As my confidence and enthusiasm grew, I started adding to my collection of tools, tackling ever more complex projects. The first major purchase was a table saw.
I was living in an apartment at the time, with limited space and budget. So, I got a small, portable table saw designed more for a construction job site than a fine furniture making shop. But, with care and some creative shop-made accessories (called “jigs”), I was able to do what I needed. It was a big step forward.
Several years later, finally in a house, and with a bit more disposable income, I made the leap to a more substantial table saw. Wow! The difference was amazing.
It’s not that I could suddenly do things I couldn’t do before. But, that everything was easier. What used to take 30 minutes to set up a convoluted series of supports and guides to make a cut now took 30 seconds.
The more I used this new toy (ahem, tool…), the more I kicked myself for not making this investment sooner. And the more I laughed thinking about the gyrations I used to go through to make what was now a simple pass through the saw.
Have you had this experience?
Perhaps you like to bake. Once you move from a hand-held wooden spoon to a KitchenAid stand mixer, everything becomes so much easier.
What are the tools you use every day? Where are you going through complicated gyrations to make it work?
What if you decided to make the investment in a better tool? What would it save you in time and frustration? What additional joy would it bring you every time you use it?
Go for it. Invest in good tools. You’ll be glad you did.
What are the little things that bug you every day?
3 1/2 years ago, my wife and I moved into our empty nest home. We love it. Smaller house, bigger yard, lower taxes. And no more split level.
We loved our previous house. It was our home. We raised our 3 daughters there. Lots of great memories. So, why move? Minor annoyances.
The biggest annoyance? Stairs. After nearly 20 years, we were both getting tired of the need to go up or down stairs to move around anywhere in the house. Granted, being a split level, the stairs were short, each section being only half of a full flight. But, by the end of the day, those short flights really add up.
As we contemplated the move, we created a list of things that a new place had to have. And, just as important, what it must not have. Top of the list was that it had to be a one-story house. No more stairs.

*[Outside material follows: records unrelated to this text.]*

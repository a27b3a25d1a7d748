use chrono::{DateTime, Utc};
use demand_model::DemandMetric;
use serde::Serialize;

use crate::model::ModelChoice;
use crate::status::JobStatus;

/// A scenario run's full record. Only a subset of these fields are ever
/// serialized back over HTTP (see the `#[serde(skip)]`s below) — the rest
/// exist so the worker has everything it needs without re-threading
/// arguments through `JobStore`.
#[derive(Debug, Clone, Serialize)]
pub struct JobRecord {
    pub job_id: String,
    #[serde(skip)]
    pub scenario_name: String,
    pub scenario_slug: String,
    #[serde(skip)]
    pub demand_metric: DemandMetric,
    #[serde(skip)]
    pub p: i64,
    #[serde(skip)]
    pub coverage_miles: f64,
    #[serde(skip)]
    pub model: ModelChoice,
    #[serde(skip)]
    pub email: Option<String>,
    #[serde(skip)]
    pub notify_email: bool,
    #[serde(skip)]
    pub created_at: DateTime<Utc>,
    pub status: JobStatus,
    #[serde(skip_serializing_if = "Option::is_none")]
    pub results_url: Option<String>,
    #[serde(skip_serializing_if = "Option::is_none")]
    pub backend: Option<String>,
    #[serde(skip_serializing_if = "Option::is_none")]
    pub error: Option<String>,
}

impl JobRecord {
    #[allow(clippy::too_many_arguments)]
    pub fn pending(
        job_id: String,
        scenario_name: String,
        scenario_slug: String,
        demand_metric: DemandMetric,
        p: i64,
        coverage_miles: f64,
        model: ModelChoice,
        email: Option<String>,
        notify_email: bool,
    ) -> Self {
        JobRecord {
            job_id,
            scenario_name,
            scenario_slug,
            demand_metric,
            p,
            coverage_miles,
            model,
            email,
            notify_email,
            created_at: Utc::now(),
            status: JobStatus::Pending,
            results_url: None,
            backend: None,
            error: None,
        }
    }

    /// `<scenario_slug>/<metric_slug>`, the directory a completed job's
    /// artifacts live under, relative to the output root.
    pub fn metric_dir(&self) -> String {
        format!("{}/{}", self.scenario_slug, self.demand_metric)
    }

    /// Moves the job to `next`, panicking on any transition that isn't
    /// `Pending -> Running` or `Running -> {Completed, Failed}`. This is an
    /// in-process invariant violation (a bug in the worker, never a runtime
    /// condition a caller can hit legitimately), so it panics rather than
    /// returning a `Result` — matching spec.md's "terminal states never
    /// change" and "from pending only running is reachable".
    pub fn transition(&mut self, next: JobStatus) {
        let legal = matches!(
            (self.status, next),
            (JobStatus::Pending, JobStatus::Running)
                | (JobStatus::Running, JobStatus::Completed)
                | (JobStatus::Running, JobStatus::Failed)
        );
        if !legal {
            panic!("illegal job status transition: {:?} -> {:?}", self.status, next);
        }
        self.status = next;
    }
}

#[cfg(test)]
mod tests {
    use super::*;

    fn record() -> JobRecord {
        JobRecord::pending(
            "job1".to_string(),
            "Test".to_string(),
            "test_abcdef".to_string(),
            DemandMetric::Sfr,
            5,
            5.0,
            ModelChoice::All,
            None,
            false,
        )
    }

    #[test]
    fn pending_to_running_to_completed_is_legal() {
        let mut r = record();
        r.transition(JobStatus::Running);
        assert_eq!(r.status, JobStatus::Running);
        r.transition(JobStatus::Completed);
        assert_eq!(r.status, JobStatus::Completed);
    }

    #[test]
    fn running_to_failed_is_legal() {
        let mut r = record();
        r.transition(JobStatus::Running);
        r.transition(JobStatus::Failed);
        assert_eq!(r.status, JobStatus::Failed);
    }

    #[test]
    #[should_panic(expected = "illegal job status transition")]
    fn pending_to_completed_is_illegal() {
        let mut r = record();
        r.transition(JobStatus::Completed);
    }

    #[test]
    #[should_panic(expected = "illegal job status transition")]
    fn terminal_state_never_changes() {
        let mut r = record();
        r.transition(JobStatus::Running);
        r.transition(JobStatus::Completed);
        r.transition(JobStatus::Running);
    }
}
use axum::extract::{Path, State};
use axum::http::StatusCode;
use axum::Json;
use serde_json::{json, Value};

use crate::state::AppState;

/// `GET /api/jobs/<job_id>`. `JobRecord`'s own `Serialize` impl already
/// skips the internal-only fields and conditionally includes
/// `results_url`/`backend`/`error`, so this handler is a plain lookup.
pub async fn get_job(State(state): State<AppState>, Path(job_id): Path<String>) -> (StatusCode, Json<Value>) {
    match state.jobs.get(&job_id) {
        Some(record) => (StatusCode::OK, Json(serde_json::to_value(record).unwrap_or(Value::Null))),
        None => (StatusCode::NOT_FOUND, Json(json!({ "status": "error", "message": "unknown job id" }))),
    }
}
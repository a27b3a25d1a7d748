/// Earth radius used by the web mercator (EPSG:3857) sphere approximation.
const EARTH_RADIUS_METERS: f64 = 6_378_137.0;

/// Web mercator's latitude limit, past which `y` diverges.
const MAX_LAT: f64 = 85.051_129;

/// Projects a WGS84 lat/lon pair to web mercator (EPSG:3857) meters. All
/// map rendering works in this projected space; any distance that must be
/// drawn geometrically (a coverage radius) is converted to meters the same
/// way (miles * 1609.344) before it is used here.
pub fn project_mercator(lat: f64, lon: f64) -> (f64, f64) {
    let lat = lat.clamp(-MAX_LAT, MAX_LAT);
    let x = EARTH_RADIUS_METERS * lon.to_radians();
    let y = EARTH_RADIUS_METERS * ((std::f64::consts::FRAC_PI_4 + lat.to_radians() / 2.0).tan().ln());
    (x, y)
}

/// Converts a distance in miles to the equivalent span in projected meters.
pub fn miles_to_meters(miles: f64) -> f64 {
    miles * 1609.344
}

#[cfg(test)]
mod tests {
    use super::*;

    #[test]
    fn equator_prime_meridian_is_origin() {
        let (x, y) = project_mercator(0.0, 0.0);
        assert!(x.abs() < 1e-6);
        assert!(y.abs() < 1e-6);
    }

    #[test]
    fn longitude_scales_linearly() {
        let (x1, _) = project_mercator(0.0, 10.0);
        let (x2, _) = project_mercator(0.0, 20.0);
        assert!((x2 - 2.0 * x1).abs() < 1e-6);
    }
}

Sometimes eliminating a minor annoyance requires great effort. Moving from one house to another is certainly not a trivial thing.
Sometimes eliminating a minor annoyance requires very little effort. So little, that once you’ve made the change, you wonder why it took you so long to get around to it.
When we moved into our new house, we did the usual haphazard unloading of boxes, thinking we’d adjust things over time.
You know what that means, right? Everything stayed exactly where we first put it. Including the kitchen. Glasses? They go over there. Plates and bowls? That shelf back there. Cutting boards? Down here, under the sink, lefthand side.
For most of these things, our initial placement has served us well. It’s a small kitchen and it’s just the two of us now.
Being a small kitchen, there are the typical issues of doors opening where you wish they wouldn’t. If someone is getting into the refrigerator, it blocks the path for anyone wanting to move through. When you are un/loading the dishwasher, there are two cabinet doors that you can’t access. One of those doors is under the sink, lefthand side.
And that is where the minor annoyance showed itself. In order to put the clean cutting boards away, you had to first take them all out of the dishwasher, close up the dishwasher, then open the cabinet door.
It’s a really minor thing. But, doing it every day, it became annoying.
Did I mention that loading and unloading the dishwasher is my job? I’m an engineer. These kinds of minor logistical things really bug me.
For 3 years, every time I did this I would mentally redesign the entire kitchen, thinking of how much better it would be if the dishwasher were “over there.”
Then it hit me. Why do we have the cutting boards on the lefthand side of the cabinet? If we put them under the righthand side, I could put them away with the dishwasher door open.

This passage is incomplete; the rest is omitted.